Gwendolyn Pettis, stewardess of the church who worked for Gray, testified that she was the member who read the resolution at the January 11 meeting requesting removal of the former board. She became dissatisfied with the board approximately three or four years ago when she realized the church was deteriorating, both physically and financially. She testified that although she worked closely with Gray, she never consulted him about her proposed resolution because "[h]e would absolutely forbid * * * [her] to do it."

Lindsey Sims, a church trustee, testified that after Ms. Pettis read her resolution on January 11, he nominated the new board because "of the turmoil the church was in." He stated that he did not discuss his nominations with anyone, including Gray, before the meeting, although he did have conversations with Ms. Pettis about removing the board.

Defendants also called Reverend Gray, who testified that while he commented at the January 11 meeting that he needed a board who would be accountable to him, he did not accuse Holcomb, Sloan, or Fried of wrongfully transferring church property. He further stated that no specific quorum was required for annual meetings, that the church did not operate according to bylaws, and that oral, not written, demands were made to the board for a financial accounting of church affairs. Gray admitted using the term "vote" in his complaint and affidavits, although he testified that the church did not formally do so. He testified that he filed this action to protect the entire church, and was unable to identify any specific piece of property that had been or may be unlawfully transferred.

Arthur Sloan was recalled to the stand by defense counsel and testified primarily about whether the church conducted its affairs in accordance with the bylaws or custom. He testified that an amendment was made to the bylaws in 1977 stating that the church was never to be mortgaged and that no pastor could veto any actions of the board of directors. Consequently, according to Sloan, the church was governed by the board of directors.

On cross-examination defendant Sloan admitted that contrary to the bylaws: (1) Gray did not call the annual meetings pursuant to the "order and direction of the Board of Directors" because "it was always a custom that the * * * preacher who was the chairman would call the annual meeting"; (2) the board did not give written or printed notice of the annual meetings; (3) no written waiver of notice was ever given; (4) the board did not have regular annual meetings since 1979; (5) no annual elections of officers by the board took place; and (6) checks had not been countersigned since the death of Reverend Cobbs.

While special meetings of the board were authorized by the bylaws, they were never conducted because, according to Sloan, "[W]hen preacher lived, we met anytime we got ready and we didn't give notices." Likewise, although the bylaws authorized committees, Sloan stated that, "There were no committees, Rev. Cobbs was all the committee." Sloan did testify earlier, however, that there was an executive committee. When asked specifically about minutes in the corporate record that purported to be of special meetings, Sloan replied that he never gave written notice of those meetings as the bylaws required.

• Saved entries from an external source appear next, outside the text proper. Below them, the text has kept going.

use std::f64::consts::PI;

use super::{check_training_set, check_width, distinct_classes, Classifier};
use crate::error::ModelError;

#[derive(Debug, Clone)]
struct ClassStats {
    class: usize,
    log_prior: f64,
    means: Vec<f64>,
    variances: Vec<f64>,
}

/// Gaussian naive Bayes with per-class feature means and variances.
#[derive(Debug, Clone)]
pub struct GaussianNaiveBayes {
    /// Fraction of the largest feature variance added to every variance.
    pub var_smoothing: f64,
    width: usize,
    stats: Vec<ClassStats>,
}

impl Default for GaussianNaiveBayes {
    fn default() -> Self {
        Self {
            var_smoothing: 1e-9,
            width: 0,
            stats: Vec::new(),
        }
    }
}

impl Classifier for GaussianNaiveBayes {
    fn fit(&mut self, x: &[Vec<f64>], y: &[usize]) -> Result<(), ModelError> {
        let width = check_training_set(x, y)?;
        self.width = width;
        let all: Vec<&Vec<f64>> = x.iter().collect();
        let (_, overall_var) = moments(&all, width);
        let epsilon = self.var_smoothing * overall_var.iter().copied().fold(0.0, f64::max);
        let n = x.len() as f64;
        self.stats = distinct_classes(y)
            .into_iter()
            .map(|class| {
                let rows: Vec<&Vec<f64>> = x
                    .iter()
                    .zip(y)
                    .filter(|(_, c)| **c == class)
                    .map(|(row, _)| row)
                    .collect();
                let (means, variances) = moments(&rows, width);
                ClassStats {
                    class,
                    log_prior: (rows.len() as f64 / n).ln(),
                    means,
                    variances: variances
                        .into_iter()
                        .map(|v| (v + epsilon).max(f64::MIN_POSITIVE))
                        .collect(),
                }
            })
            .collect();
        Ok(())
    }

    fn predict(&self, x: &[Vec<f64>]) -> Result<Vec<usize>, ModelError> {
        if self.stats.is_empty() {
            return Err(ModelError::NotFitted);
        }
        check_width(x, self.width)?;
        Ok(x.iter().map(|row| self.most_likely(row)).collect())
    }
}

impl GaussianNaiveBayes {
    fn joint_log_likelihood(stats: &ClassStats, row: &[f64]) -> f64 {
        let mut total = stats.log_prior;
        for ((value, mean), var) in row.iter().zip(&stats.means).zip(&stats.variances) {
            total -= 0.5 * (2.0 * PI * var).ln();
            total -= (value - mean).powi(2) / (2.0 * var);
        }
        total
    }

    fn most_likely(&self, row: &[f64]) -> usize {
        let mut best = &self.stats[0];
        let mut best_score = Self::joint_log_likelihood(best, row);
        for stats in &self.stats[1..] {
            let score = Self::joint_log_likelihood(stats, row);
            if score > best_score {
                best = stats;
                best_score = score;
            }
        }
        best.class
    }
}

/// Per-feature mean and population variance.
fn moments(rows: &[&Vec<f64>], width: usize) -> (Vec<f64>, Vec<f64>) {
    let n = rows.len().max(1) as f64;
    let mut means = vec![0.0; width];
    for row in rows {
        for (mean, value) in means.iter_mut().zip(row.iter()) {
            *mean += value / n;
        }
    }
    let mut variances = vec![0.0; width];
    for row in rows {
        for ((var, value), mean) in variances.iter_mut().zip(row.iter()).zip(&means) {
            *var += (value - mean).powi(2) / n;
        }
    }
    (means, variances)
}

Based on the evidence set forth above, the trial court concluded that plaintiffs met their burden on the elements necessary for injunctive relief. Regarding the propriety of the January 11 election, the court asserted that the meeting "was at least of a type that would suggest that the church members do have a right to self-govern their particular church. The bylaws that have been introduced into evidence it appears have not been in the past followed. And, therefore, by custom and usage the church and the governing bodies adopted a different method of proceeding with the meetings." It is from this ruling as well as the court's denial of their motion for directed verdict that defendants appeal.

We initially address defendants' contention that the trial court erred in denying their motion for directed verdict regarding whether the January 11 meeting electing the new board of directors was valid. Defendants maintain plaintiffs lack standing to bring this action since the new board was "elected" in violation of the church's bylaws which provide that: (1) annual meetings shall be concerned with the coming year's program of events; (2) the remaining directors shall elect the successor of a director terminated for cause; and (3) the board of directors shall manage the church's affairs. As further support for their position, defendants argue that the church never held elections in the past, that the notice for the meeting did not disclose that an election was scheduled, and that voting by acclamation is an "irregular procedure." We find defendants' contention to be without merit.

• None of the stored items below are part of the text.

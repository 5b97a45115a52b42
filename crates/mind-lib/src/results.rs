use anyhow::{bail, Context, Result};
use csv::{ReaderBuilder, WriterBuilder};
use serde::{Deserialize, Serialize};
use std::fs;
use std::path::{Path, PathBuf};

use crate::metrics::ConfusionMatrix;
use crate::models::Strategy;

/// The three summary metrics, one table each.
#[derive(Debug, Clone, Copy, PartialEq, Eq, Serialize, Deserialize)]
pub enum Metric {
    Accuracy,
    Precision,
    CvAccuracy,
}

impl Metric {
    pub const ALL: [Metric; 3] = [Metric::Accuracy, Metric::Precision, Metric::CvAccuracy];

    pub fn file_key(&self) -> &'static str {
        match self {
            Metric::Accuracy => "accuracy",
            Metric::Precision => "precision",
            Metric::CvAccuracy => "cv_acc",
        }
    }
}

/// Append-only table: fixed row index (model names), one column per participant.
#[derive(Debug, Clone, PartialEq, Serialize, Deserialize)]
pub struct ResultTable {
    pub index: Vec<String>,
    pub columns: Vec<(String, Vec<f64>)>,
}

impl ResultTable {
    pub fn new(index: Vec<String>) -> Self {
        Self {
            index,
            columns: Vec::new(),
        }
    }

    /// Empty table indexed by the strategy names.
    pub fn for_strategies() -> Self {
        Self::new(
            Strategy::ALL
                .iter()
                .map(|strategy| strategy.name().to_string())
                .collect(),
        )
    }

    /// Add a column for `participant`. Existing columns are left as they are.
    pub fn append(&mut self, participant: &str, values: Vec<f64>) -> Result<()> {
        if values.len() != self.index.len() {
            bail!(
                "column for {} has {} values; table has {} rows",
                participant,
                values.len(),
                self.index.len()
            );
        }
        if self.columns.iter().any(|(name, _)| name == participant) {
            bail!("participant {} already has a column", participant);
        }
        self.columns.push((participant.to_string(), values));
        Ok(())
    }

    pub fn column(&self, participant: &str) -> Option<&[f64]> {
        self.columns
            .iter()
            .find(|(name, _)| name == participant)
            .map(|(_, values)| values.as_slice())
    }

    pub fn participants(&self) -> Vec<&str> {
        self.columns.iter().map(|(name, _)| name.as_str()).collect()
    }

    /// Write as CSV with an unnamed index column and two-decimal values.
    pub fn write_csv(&self, path: &Path) -> Result<()> {
        let file =
            fs::File::create(path).with_context(|| format!("creating {}", path.display()))?;
        let mut writer = WriterBuilder::new().from_writer(file);
        let mut header = vec![String::new()];
        header.extend(self.columns.iter().map(|(name, _)| name.clone()));
        writer.write_record(&header)?;
        for (row, model) in self.index.iter().enumerate() {
            let mut record = vec![model.clone()];
            record.extend(
                self.columns
                    .iter()
                    .map(|(_, values)| format!("{:.2}", values[row])),
            );
            writer.write_record(&record)?;
        }
        writer.flush()?;
        Ok(())
    }

    pub fn read_csv(path: &Path) -> Result<Self> {
        let mut reader = ReaderBuilder::new()
            .has_headers(true)
            .from_path(path)
            .with_context(|| format!("opening {}", path.display()))?;
        let headers = reader.headers()?.clone();
        let names: Vec<String> = headers.iter().skip(1).map(|h| h.to_string()).collect();
        let mut index = Vec::new();
        let mut columns: Vec<(String, Vec<f64>)> =
            names.into_iter().map(|name| (name, Vec::new())).collect();
        for record in reader.records() {
            let record = record.with_context(|| format!("reading {}", path.display()))?;
            index.push(record.get(0).unwrap_or_default().to_string());
            for (column, raw) in columns.iter_mut().zip(record.iter().skip(1)) {
                column
                    .1
                    .push(raw.parse().with_context(|| format!("parsing value {}", raw))?);
            }
        }
        Ok(Self { index, columns })
    }
}

/// `case_<case>_<metric>_<start>-<end>.csv`
pub fn summary_file_name(case_id: &str, metric: Metric, start: usize, end: usize) -> String {
    format!(
        "case_{}_{}_{}-{}.csv",
        case_id,
        metric.file_key(),
        start,
        end
    )
}

/// `<output_root>/<start>_<end>`
pub fn window_dir(output_root: &Path, start: usize, end: usize) -> PathBuf {
    output_root.join(format!("{}_{}", start, end))
}

/// File stem shared by the confusion-matrix CSV and image of one participant and model.
pub fn confusion_stem(participant: &str, tag: &str, start: usize, end: usize) -> String {
    format!("{}_{}_{}-{}_confusion_matrix", participant, tag, start, end)
}

/// Write the matrix with true labels as rows and predicted labels as columns.
pub fn write_confusion_csv(path: &Path, matrix: &ConfusionMatrix) -> Result<()> {
    let file = fs::File::create(path).with_context(|| format!("creating {}", path.display()))?;
    let mut writer = WriterBuilder::new().from_writer(file);
    let mut header = vec!["true\\predicted".to_string()];
    header.extend(matrix.labels.iter().cloned());
    writer.write_record(&header)?;
    for (label, counts) in matrix.labels.iter().zip(&matrix.counts) {
        let mut record = vec![label.clone()];
        record.extend(counts.iter().map(|c| c.to_string()));
        writer.write_record(&record)?;
    }
    writer.flush()?;
    Ok(())
}

#[cfg(test)]
mod tests {
    use super::*;
    use crate::labels::LabelVocabulary;
    use tempfile::tempdir;

    #[test]
    fn append_keeps_prior_columns() {
        let mut table = ResultTable::for_strategies();
        table.append("p01", vec![0.5, 0.6, 0.7]).unwrap();
        let before = table.column("p01").unwrap().to_vec();
        table.append("p02", vec![0.1, 0.2, 0.3]).unwrap();
        table.append("p03", vec![0.9, 0.8, 0.7]).unwrap();
        assert_eq!(table.column("p01").unwrap(), before.as_slice());
        assert_eq!(table.participants(), vec!["p01", "p02", "p03"]);
        assert_eq!(table.index, vec!["SVC", "DTC", "NB"]);
    }

    #[test]
    fn append_rejects_bad_columns() {
        let mut table = ResultTable::for_strategies();
        assert!(table.append("p01", vec![0.5]).is_err());
        table.append("p01", vec![0.5, 0.6, 0.7]).unwrap();
        assert!(table.append("p01", vec![0.5, 0.6, 0.7]).is_err());
        assert_eq!(table.columns.len(), 1);
    }

    #[test]
    fn writes_two_decimal_csv() {
        let dir = tempdir().unwrap();
        let path = dir.path().join("acc.csv");
        let mut table = ResultTable::for_strategies();
        table.append("p01", vec![0.5, 2.0 / 3.0, 1.0]).unwrap();
        table.write_csv(&path).unwrap();
        let text = fs::read_to_string(&path).unwrap();
        let lines: Vec<&str> = text.lines().collect();
        assert_eq!(lines, vec![",p01", "SVC,0.50", "DTC,0.67", "NB,1.00"]);
        let back = ResultTable::read_csv(&path).unwrap();
        assert_eq!(back.participants(), vec!["p01"]);
        assert_eq!(back.column("p01").unwrap(), &[0.5, 0.67, 1.0]);
    }

    #[test]
    fn file_names_embed_case_and_window() {
        assert_eq!(
            summary_file_name("4", Metric::CvAccuracy, 257, 308),
            "case_4_cv_acc_257-308.csv"
        );
        assert_eq!(
            window_dir(Path::new("/out"), 257, 308),
            PathBuf::from("/out/257_308")
        );
        assert_eq!(
            confusion_stem("p01", "svc", 257, 308),
            "p01_svc_257-308_confusion_matrix"
        );
    }

    #[test]
    fn confusion_csv_layout() {
        let dir = tempdir().unwrap();
        let path = dir.path().join("cm.csv");
        let vocab = LabelVocabulary {
            labels: vec!["cong".into(), "incong".into()],
        };
        let cm = ConfusionMatrix::from_labels(
            &vocab,
            &["cong".to_string(), "incong".to_string()],
            &["incong".to_string(), "incong".to_string()],
        );
        write_confusion_csv(&path, &cm).unwrap();
        let text = fs::read_to_string(&path).unwrap();
        assert_eq!(
            text.lines().collect::<Vec<_>>(),
            vec!["true\\predicted,cong,incong", "cong,0,1", "incong,0,1"]
        );
    }
}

• 1 It is well established that directed verdicts should be "entered only in those cases in which all of the evidence, when viewed in its aspect most favorable to the opponent, so overwhelmingly favors movant that no contrary verdict based on the evidence could ever stand." (Pedrick v. Peoria & Eastern R.R. Co. (1967), 37 Ill.2d 494, 510, 229 N.E.2d 504.) Here, the evidence reveals that the bylaws adopted by the church in 1977 had been abandoned by its members. Ralph Goodpasteur, who has been a member of the church since 1948, testified that the bylaws had never been voted on, referred to, or consulted at annual meetings. More significantly, defendant Sloan himself admitted on cross-examination that in every instance posed by plaintiffs' counsel, the bylaws had not been followed. Accordingly, we find that the board of directors abrogated the bylaws by such nonuse. See Johnson v. Sengstacke (1948), 334 Ill. App. 620, 79 N.E.2d 761 (where resolution requiring that no person shall be hired or discharged without board approval had not been invoked for more than four years after its adoption, the court held that the board waived such resolution by nonuse).

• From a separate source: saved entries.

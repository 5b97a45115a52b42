use rand::{rngs::StdRng, Rng, SeedableRng};

use super::{check_training_set, check_width, distinct_classes, Classifier};
use crate::error::ModelError;

/// Soft-margin SVM settings.
#[derive(Debug, Clone, Copy)]
pub struct SvcConfig {
    /// Penalty on margin violations.
    pub c: f64,
    /// RBF width; `None` uses `1 / (n_features * var(X))`.
    pub gamma: Option<f64>,
    /// KKT violation tolerance.
    pub tol: f64,
    /// Consecutive sweeps without an update before SMO stops.
    pub max_passes: usize,
    /// Hard cap on SMO sweeps.
    pub max_iter: usize,
    pub seed: u64,
}

impl Default for SvcConfig {
    fn default() -> Self {
        Self {
            c: 1.0,
            gamma: None,
            tol: 1e-3,
            max_passes: 10,
            max_iter: 1000,
            seed: 0,
        }
    }
}

/// Binary machine separating `positive` (+1) from `negative` (-1).
#[derive(Debug, Clone)]
struct BinaryMachine {
    positive: usize,
    negative: usize,
    support: Vec<Vec<f64>>,
    /// `alpha_i * y_i` per support vector.
    coef: Vec<f64>,
    bias: f64,
}

impl BinaryMachine {
    fn decision(&self, x: &[f64], gamma: f64) -> f64 {
        self.support
            .iter()
            .zip(&self.coef)
            .map(|(sv, coef)| coef * rbf(sv, x, gamma))
            .sum::<f64>()
            + self.bias
    }
}

/// RBF-kernel support vector classifier, multi-class by one-vs-one voting.
#[derive(Debug, Clone)]
pub struct SupportVectorClassifier {
    config: SvcConfig,
    gamma: f64,
    width: usize,
    classes: Vec<usize>,
    machines: Vec<BinaryMachine>,
}

impl SupportVectorClassifier {
    pub fn new(config: SvcConfig) -> Self {
        Self {
            config,
            gamma: 0.0,
            width: 0,
            classes: Vec::new(),
            machines: Vec::new(),
        }
    }
}

impl Default for SupportVectorClassifier {
    fn default() -> Self {
        Self::new(SvcConfig::default())
    }
}

impl Classifier for SupportVectorClassifier {
    fn fit(&mut self, x: &[Vec<f64>], y: &[usize]) -> Result<(), ModelError> {
        self.width = check_training_set(x, y)?;
        self.gamma = self
            .config
            .gamma
            .unwrap_or_else(|| scale_gamma(x, self.width));
        self.classes = distinct_classes(y);
        self.machines.clear();
        let mut rng = StdRng::seed_from_u64(self.config.seed);
        for (i, &positive) in self.classes.iter().enumerate() {
            for &negative in &self.classes[i + 1..] {
                let mut rows = Vec::new();
                let mut signs = Vec::new();
                for (row, class) in x.iter().zip(y) {
                    if *class == positive {
                        rows.push(row.clone());
                        signs.push(1.0);
                    } else if *class == negative {
                        rows.push(row.clone());
                        signs.push(-1.0);
                    }
                }
                let machine =
                    train_smo(&rows, &signs, self.gamma, &self.config, &mut rng, positive, negative);
                self.machines.push(machine);
            }
        }
        Ok(())
    }

    fn predict(&self, x: &[Vec<f64>]) -> Result<Vec<usize>, ModelError> {
        if self.classes.is_empty() {
            return Err(ModelError::NotFitted);
        }
        check_width(x, self.width)?;
        if self.classes.len() == 1 {
            return Ok(vec![self.classes[0]; x.len()]);
        }
        Ok(x.iter().map(|row| self.vote(row)).collect())
    }
}

impl SupportVectorClassifier {
    fn vote(&self, row: &[f64]) -> usize {
        let mut votes = vec![0usize; self.classes.len()];
        for machine in &self.machines {
            // a zero decision counts for the lower class id
            let winner = if machine.decision(row, self.gamma) >= 0.0 {
                machine.positive
            } else {
                machine.negative
            };
            if let Some(pos) = self.classes.iter().position(|c| *c == winner) {
                votes[pos] += 1;
            }
        }
        // ties go to the lowest class id
        let mut best = 0;
        for (pos, count) in votes.iter().enumerate() {
            if *count > votes[best] {
                best = pos;
            }
        }
        self.classes[best]
    }
}

fn rbf(a: &[f64], b: &[f64], gamma: f64) -> f64 {
    let dist: f64 = a.iter().zip(b).map(|(p, q)| (p - q).powi(2)).sum();
    (-gamma * dist).exp()
}

fn scale_gamma(x: &[Vec<f64>], width: usize) -> f64 {
    let values: Vec<f64> = x.iter().flatten().copied().collect();
    let n = values.len() as f64;
    let mean = values.iter().sum::<f64>() / n;
    let var = values.iter().map(|v| (v - mean).powi(2)).sum::<f64>() / n;
    if var > 0.0 && width > 0 {
        1.0 / (width as f64 * var)
    } else {
        1.0
    }
}

/// Simplified sequential minimal optimisation over a precomputed kernel matrix.
fn train_smo(
    x: &[Vec<f64>],
    y: &[f64],
    gamma: f64,
    config: &SvcConfig,
    rng: &mut StdRng,
    positive: usize,
    negative: usize,
) -> BinaryMachine {
    let n = x.len();
    let kernel: Vec<Vec<f64>> = x
        .iter()
        .map(|a| x.iter().map(|b| rbf(a, b, gamma)).collect())
        .collect();
    let mut alpha = vec![0.0; n];
    let mut bias = 0.0;
    let c = config.c;
    let output = |alpha: &[f64], bias: f64, i: usize| -> f64 {
        (0..n).map(|k| alpha[k] * y[k] * kernel[k][i]).sum::<f64>() + bias
    };

    let mut passes = 0;
    let mut iter = 0;
    while n > 1 && passes < config.max_passes && iter < config.max_iter {
        iter += 1;
        let mut changed = 0;
        for i in 0..n {
            let err_i = output(&alpha, bias, i) - y[i];
            let violates = (y[i] * err_i < -config.tol && alpha[i] < c)
                || (y[i] * err_i > config.tol && alpha[i] > 0.0);
            if !violates {
                continue;
            }
            let mut j = rng.gen_range(0..n - 1);
            if j >= i {
                j += 1;
            }
            let err_j = output(&alpha, bias, j) - y[j];
            let (ai_old, aj_old) = (alpha[i], alpha[j]);
            let (low, high) = if y[i] != y[j] {
                ((aj_old - ai_old).max(0.0), (c + aj_old - ai_old).min(c))
            } else {
                ((ai_old + aj_old - c).max(0.0), (ai_old + aj_old).min(c))
            };
            if (high - low).abs() < 1e-12 {
                continue;
            }
            let eta = 2.0 * kernel[i][j] - kernel[i][i] - kernel[j][j];
            if eta >= 0.0 {
                continue;
            }
            let aj = (aj_old - y[j] * (err_i - err_j) / eta).clamp(low, high);
            if (aj - aj_old).abs() < 1e-5 {
                continue;
            }
            let ai = ai_old + y[i] * y[j] * (aj_old - aj);
            alpha[i] = ai;
            alpha[j] = aj;
            let b1 = bias
                - err_i
                - y[i] * (ai - ai_old) * kernel[i][i]
                - y[j] * (aj - aj_old) * kernel[i][j];
            let b2 = bias
                - err_j
                - y[i] * (ai - ai_old) * kernel[i][j]
                - y[j] * (aj - aj_old) * kernel[j][j];
            bias = if ai > 0.0 && ai < c {
                b1
            } else if aj > 0.0 && aj < c {
                b2
            } else {
                (b1 + b2) / 2.0
            };
            changed += 1;
        }
        passes = if changed == 0 { passes + 1 } else { 0 };
    }

    let mut support = Vec::new();
    let mut coef = Vec::new();
    for k in 0..n {
        if alpha[k] > 1e-8 {
            support.push(x[k].clone());
            coef.push(alpha[k] * y[k]);
        }
    }
    BinaryMachine {
        positive,
        negative,
        support,
        coef,
        bias,
    }
}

• 2 Rather than bylaws, the record discloses that the church governed its meetings by custom. As in the past four years, Reverend Gray called the January 11 meeting, gave notice of it, and presided over it. Most witnesses agreed that there is no specific quorum required at annual meetings and that members did not "vote" on church matters. The fact that no prior elections of board members had taken place did not preclude the congregation from removing directors who had acted to its detriment. Thus, we cannot conclude, with respect to the propriety of the January 11 meeting, that the evidence, when viewed in the light most favorable to plaintiffs, so overwhelmingly favors defendants that no contrary verdict could stand.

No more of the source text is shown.